Monday, January 29, 2007

Animal Book Spotlight

The following book review is featured in this week's issue of "Our Place to Paws." If you'd like to subscribe and read more book reviews, informative and fun animal stories, and words from our "columnists," please email: and put Subscribe: Our Place to Paws in the subject line. Thanks, and enjoy!

Did you know that Manx cats are named for the Isle of Man, where they are mainly found? Or that some cats—like the Oriental Lilac Cat—actually have pink fur?

Usborne’s new CATS STICKER BOOK (ISBN 0 7945 1584 3) by Sophy Tahta, features 24 pages of cats, grouped together by features/and or heritage. These groupings help young cat lovers to learn to distinguish, for instance, the markings that designate a Tabby cat from the those that designate a Tortoiseshell cat.
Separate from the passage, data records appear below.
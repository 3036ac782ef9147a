//! frogcore: a libretro core that turns a single loaded file (an AVI clip or
//! a still image) into a full-screen player, with a menu/background,
//! background music, and the render scheduler's priority ladder governing
//! what's on screen each tick.
//!
//! Configuration lives at `/mnt/sda1/ROMS/.frogpmp.cfg` (see
//! [`config::Settings`]); logging is bridged through [`log_sink`] to
//! whatever opaque sink the host negotiates.

mod audio;
mod avi;
mod background;
mod color;
mod config;
mod error;
mod font;
mod gfx;
mod image;
mod input;
mod log_sink;
mod music_player;
mod scheduler;
mod state;
mod video_player;
mod xvid;

use config::Settings;
use libretro_backend::{
    libretro_core, AudioVideoInfo, Core, CoreInfo, GameData, LoadGameResult, PixelFormat, RuntimeHandle,
};
use scheduler::Scheduler;
use std::path::{Path, PathBuf};

const SETTINGS_PATH: &str = "/mnt/sda1/ROMS/.frogpmp.cfg";

const IMAGE_EXTENSIONS: [&str; 5] = ["png", "gif", "jpg", "jpeg", "webp"];

fn load_settings() -> Settings {
    match std::fs::read_to_string(SETTINGS_PATH) {
        Ok(text) => Settings::parse(&text),
        Err(_) => Settings::default(),
    }
}

/// The libretro core instance.
pub struct FrogCore {
    scheduler: Scheduler,
    game_data: Option<GameData>,
    loaded_path: Option<PathBuf>,
}

impl Default for FrogCore {
    fn default() -> Self {
        log_sink::init();
        Self {
            scheduler: Scheduler::new(Settings::default()),
            game_data: None,
            loaded_path: None,
        }
    }
}

impl FrogCore {
    /// Dispatch a loaded file to the video player or image viewer by
    /// extension. A `None` or unrecognized extension leaves the scheduler on
    /// its menu/background path.
    fn open_content(&mut self, path: &Path) -> Result<(), ()> {
        let ext = path
            .extension()
            .and_then(|e| e.to_str())
            .map(str::to_ascii_lowercase);

        match ext.as_deref() {
            Some("avi") => {
                let path_str = path.to_str().ok_or(())?;
                self.scheduler.open_video(path_str);
                Ok(())
            }
            Some(ext) if IMAGE_EXTENSIONS.contains(&ext) => {
                let bytes = std::fs::read(path).map_err(|_| ())?;
                self.scheduler.open_image(bytes.len());
                self.scheduler.push_image_chunk(&bytes);
                Ok(())
            }
            _ => {
                log::warn!("unrecognized content extension: {:?}", ext);
                Ok(())
            }
        }
    }
}

impl Core for FrogCore {
    fn save_memory(&mut self) -> Option<&mut [u8]> {
        None
    }

    fn rtc_memory(&mut self) -> Option<&mut [u8]> {
        None
    }

    fn system_memory(&mut self) -> Option<&mut [u8]> {
        None
    }

    fn video_memory(&mut self) -> Option<&mut [u8]> {
        None
    }

    fn info() -> CoreInfo {
        // The marker file the host loads us with (a `.frogui` placeholder);
        // the AVI/image content the menu plays is opened later by path, not
        // handed in as ROM data.
        CoreInfo::new("FrogCore", "1.0.0").supports_roms_with_extension("frogui")
    }

    fn on_load_game(&mut self, game_data: GameData) -> LoadGameResult {
        self.game_data = Some(game_data);
        self.scheduler = Scheduler::new(load_settings());

        // A `.frogui` marker carries no playable content of its own; the core
        // comes up on its menu/background path and waits for the file
        // manager collaborator to hand it an AVI/image path later.
        let path = self.game_data.as_ref().unwrap().path().map(PathBuf::from);
        if let Some(path) = &path {
            if self.open_content(path).is_err() {
                return LoadGameResult::Failed(self.game_data.take().unwrap());
            }
        }
        self.loaded_path = path;

        let av_info = AudioVideoInfo::new()
            .video(320, 240, 30.0, PixelFormat::RGB565)
            .audio(22_050.0);
        LoadGameResult::Success(av_info)
    }

    fn on_unload_game(&mut self) -> GameData {
        self.scheduler.close_video();
        self.scheduler.close_image();
        state::clear_on_unload();
        self.loaded_path = None;

        self.game_data.take().unwrap()
    }

    fn on_run(&mut self, handle: &mut RuntimeHandle) {
        state::set_runtime_handle(handle);
        self.scheduler.tick(handle);
    }

    fn on_reset(&mut self) {
        self.scheduler.close_video();
        self.scheduler.close_image();
        self.scheduler = Scheduler::new(load_settings());

        if let Some(path) = self.loaded_path.clone() {
            let _ = self.open_content(&path);
        }
    }
}

libretro_core!(FrogCore);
Curly-coated cats, Tailless cats, Abyssinian cats, and Siamese cats, and lots of others, are all accounted for.

Along with a faded image of each cat (onto which the user will place the appropriate vividly-colored sticker) there is a paragraph further identifying each feline, and providing little-known facts like those mentioned above. There is also a place for cat watchers to record when and where they actually catch their first glimpse of a particular feline in real life. The stock of the pages in this book, therefore, is worth mentioning. These are heavy semi-glossy pages that should hold up just fine not only through the stickering process but also through all the years it can take to actually identify each cat, and then all the years beyond that that a cat lover might want to keep such a record.

The cat stickers (six artists created the 90 cat images) are not only expressive and well-illustrated but also easy to peel and easy to place. They are located in the middle of the book. A back-of-the-book check list provides page numbers for each sticker placement, ensuring that young cat lovers don’t succumb to frustration before they are able to place all the cats.
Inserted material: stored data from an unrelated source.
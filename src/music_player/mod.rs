//! Background-music collaborator (§1, §4.5): decode + ring feed only.
//!
//! The playlist-browsing UI is an out-of-scope collaborator; this module
//! owns just enough playlist state (current track, advance-on-end) to know
//! what to decode next, plus the actual decode-and-feed path the scheduler's
//! per-tick audio pump contract depends on.

use crate::audio::adpcm;
use crate::audio::mixer::AudioMixer;
use crate::audio::mp3::Mp3Decoder;
use crate::audio::ring::AUDIO_RING_MUSIC_SIZE;
use crate::error::{MediaError, MediaResult};
use std::io::Cursor;

#[derive(Debug, Clone, Copy, PartialEq, Eq)]
pub enum TrackFormat {
    Wav,
    Mp3,
    Adpcm,
}

enum Decoder {
    Wav { channels: u16 },
    Mp3(Box<Mp3Decoder>),
    Adpcm { channels: usize, samples_per_block: usize },
}

pub struct MusicPlayer {
    mixer: AudioMixer,
    playlist: Vec<String>,
    current_index: usize,
    playing: bool,
    foreground: bool,
    decoder: Option<Decoder>,
}

impl Default for MusicPlayer {
    fn default() -> Self {
        Self::new()
    }
}

impl MusicPlayer {
    pub fn new() -> Self {
        Self {
            mixer: AudioMixer::new(AUDIO_RING_MUSIC_SIZE),
            playlist: Vec::new(),
            current_index: 0,
            playing: false,
            foreground: false,
            decoder: None,
        }
    }

    pub fn set_playlist(&mut self, paths: Vec<String>) {
        self.playlist = paths;
        self.current_index = 0;
    }

    pub fn current_path(&self) -> Option<&str> {
        self.playlist.get(self.current_index).map(String::as_str)
    }

    pub fn advance_next(&mut self) {
        if self.playlist.is_empty() {
            return;
        }
        self.current_index = (self.current_index + 1) % self.playlist.len();
        self.decoder = None;
    }

    pub fn is_playing(&self) -> bool {
        self.playing
    }

    pub fn set_playing(&mut self, playing: bool) {
        self.playing = playing;
    }

    pub fn is_foreground(&self) -> bool {
        self.foreground
    }

    pub fn set_foreground(&mut self, foreground: bool) {
        self.foreground = foreground;
    }

    pub fn begin_track(&mut self, format: TrackFormat, channels: u16, samples_per_block: u16) {
        self.decoder = Some(match format {
            TrackFormat::Wav => Decoder::Wav { channels },
            TrackFormat::Mp3 => Decoder::Mp3(Box::new(Mp3Decoder::new())),
            TrackFormat::Adpcm => Decoder::Adpcm {
                channels: channels as usize,
                samples_per_block: samples_per_block as usize,
            },
        });
    }

    /// Refill should only happen once the ring has drained below half
    /// capacity (§4.5 ring contract).
    pub fn should_refill(&self) -> bool {
        self.mixer.ring_free_space() >= AUDIO_RING_MUSIC_SIZE / 2
    }

    /// Open a `.wav` track and feed its whole decoded sample set into the
    /// ring in one shot. Background jingles/loops in this scope are small
    /// enough that streaming the container in chunks (the way AVI audio and
    /// image files are) isn't worth the bookkeeping.
    pub fn load_wav_file(&mut self, path: &str) -> MediaResult<()> {
        let bytes = std::fs::read(path).map_err(|_| MediaError::NotFound(path.to_string()))?;
        let reader = hound::WavReader::new(Cursor::new(bytes))
            .map_err(|e| MediaError::FormatUnsupported(e.to_string()))?;
        let spec = reader.spec();
        if spec.channels != 1 && spec.channels != 2 {
            return Err(MediaError::FormatUnsupported(format!(
                "{}-channel wav",
                spec.channels
            )));
        }

        let mut samples = Vec::new();
        for sample in reader.into_samples::<i16>() {
            samples.push(sample.map_err(|e| MediaError::DecodeError(e.to_string()))?);
        }

        self.begin_track(TrackFormat::Wav, spec.channels, 0);
        self.feed_wav_samples(&samples);
        Ok(())
    }

    pub fn feed_wav_samples(&mut self, interleaved: &[i16]) {
        let Some(Decoder::Wav { channels }) = &self.decoder else {
            return;
        };
        if *channels == 1 {
            let stereo: Vec<i16> = interleaved.iter().flat_map(|&s| [s, s]).collect();
            self.mixer.push_decoded(&stereo);
        } else {
            self.mixer.push_decoded(interleaved);
        }
    }

    pub fn feed_mp3_input(&mut self, chunk: &[u8]) -> MediaResult<()> {
        let Some(Decoder::Mp3(decoder)) = &mut self.decoder else {
            return Ok(());
        };
        decoder.feed(chunk);
        loop {
            match decoder.decode_one()? {
                crate::audio::mp3::DecodeOutcome::Frame { samples } => {
                    self.mixer.push_decoded(&samples);
                }
                crate::audio::mp3::DecodeOutcome::NeedMoreInput => break,
                crate::audio::mp3::DecodeOutcome::RecoverableError => continue,
            }
        }
        Ok(())
    }

    pub fn feed_adpcm_block(&mut self, block: &[u8]) -> MediaResult<()> {
        let Some(Decoder::Adpcm { channels, samples_per_block }) = &self.decoder else {
            return Ok(());
        };
        let samples = adpcm::decode_block(block, *channels, *samples_per_block)?;
        self.mixer.push_decoded(&samples);
        Ok(())
    }

    /// Called every tick regardless of foreground state (§4.1 priority
    /// ladder note: "non-foreground music continues to pump audio").
    pub fn drain(&mut self, out: &mut [u8]) -> usize {
        self.mixer.drain(out)
    }

    /// Drop any armed seek-mute countdown. Called after a caller has just
    /// flushed the ring down by other means (image decode's pre-stall flush,
    /// §4.8) so playback resumes clean instead of carrying over stale state.
    pub fn reset_timing_reference(&mut self) {
        self.mixer.reset_timing();
    }
}

#[cfg(test)]
mod tests {
    use super::*;

    #[test]
    fn advance_next_wraps_around_playlist() {
        let mut mp = MusicPlayer::new();
        mp.set_playlist(vec!["a.wav".into(), "b.mp3".into()]);
        mp.advance_next();
        assert_eq!(mp.current_path(), Some("b.mp3"));
        mp.advance_next();
        assert_eq!(mp.current_path(), Some("a.wav"));
    }

    #[test]
    fn advance_next_on_empty_playlist_is_a_no_op() {
        let mut mp = MusicPlayer::new();
        mp.advance_next();
        assert_eq!(mp.current_path(), None);
    }

    #[test]
    fn mono_wav_samples_are_duplicated_to_stereo_before_the_ring() {
        let mut mp = MusicPlayer::new();
        mp.begin_track(TrackFormat::Wav, 1, 0);
        mp.feed_wav_samples(&[10, 20]);
        let mut out = [0u8; 8];
        let n = mp.drain(&mut out);
        assert_eq!(n, 8);
    }

    #[test]
    fn load_wav_file_reads_spec_and_feeds_samples_via_hound() {
        let path = std::env::temp_dir().join("frogcore_test_load_wav_file.wav");
        let spec = hound::WavSpec {
            channels: 1,
            sample_rate: 22_050,
            bits_per_sample: 16,
            sample_format: hound::SampleFormat::Int,
        };
        let mut writer = hound::WavWriter::create(&path, spec).unwrap();
        writer.write_sample(10i16).unwrap();
        writer.write_sample(20i16).unwrap();
        writer.finalize().unwrap();

        let mut mp = MusicPlayer::new();
        mp.load_wav_file(path.to_str().unwrap()).unwrap();
        let mut out = [0u8; 8];
        assert_eq!(mp.drain(&mut out), 8);

        std::fs::remove_file(&path).ok();
    }

    #[test]
    fn background_music_keeps_playing_while_not_foreground() {
        let mut mp = MusicPlayer::new();
        mp.set_playing(true);
        mp.set_foreground(false);
        assert!(mp.is_playing());
        assert!(!mp.is_foreground());
    }

    #[test]
    fn should_refill_once_ring_drops_below_half_capacity() {
        let mp = MusicPlayer::new();
        assert!(mp.should_refill()); // starts empty
    }

    #[test]
    fn reset_timing_reference_delegates_to_the_mixer() {
        let mut mp = MusicPlayer::new();
        mp.begin_track(TrackFormat::Wav, 2, 0);
        mp.reset_timing_reference();
        mp.feed_wav_samples(&[3, 4]);
        let mut out = [0xAAu8; 4];
        assert_eq!(mp.drain(&mut out), 4);
        assert_eq!(out, [3, 0, 4, 0]);
    }
}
CAT STICKERS BOOK is a must for anyone who loves cats. It’s fun, it’s informative, and it gives young readers growing up in this age of ‘sound-bites” an opportunity to work on a rewarding long-term project. Priced at $8.99, it’s irresistible. (Other animal books by this publisher can be found at

CATS STICKER BOOK is reviewed by Joan Schweighardt, the author of GUDRUN’S TAPESTRY and other novels. Over the years Joan has counted among her closest friends Zelma, Cleo, and Speedy-Clark (all felines) and Heidi, Barnaby, Dirty Ben, Auggie Doggie and Smart Sartre (all canines). Currently Joan counts herself lucky to share her life and home with Nikki, a Belgian Shepherd who survived a near-death experience more than a year ago. Having been nursed back to life with drops of water from a turkey-baster and thereafter minuscule pieces of prime rib, Nikki is now the most spoiled 14-year-old dog on the planet.

Tuesday, January 23, 2007

Rescue Alert!

Part of the mission of Our Place to Paws is to help abandoned animals. We just received this note from Peggy Dey of Dey by Dey Studio in New Hill, North Carolina:

"A VERY prenant Rat Terrier found her way to us the week before Christmas, and within a day of her arrival we were blessed with 7 mixed-breed puppies. It was a bit too quiet around here I guess, adding a few extra fur balls to play around our feet seemed necessary. For now we aren't going to try to place them with the rescues; they have their hands full already and we would like to place as many as possible through people we know. These puppies are not going to be big dogs, since their mom is only 15 lbs. As for dad, who knows...a German Shepard or Husky mix(!)? They might get to 40lbs but are likely to be much smaller than that from what everyone here can guess. These sweethearts will have had their first rounds of shots and all dewormings and even be chipped in case they get lost." For information on adopting a pup, email

Sunday, January 21, 2007


Origami is the traditional Japanese art or technique of folding paper into a variety of decorative or representational forms, such as animals or flowers.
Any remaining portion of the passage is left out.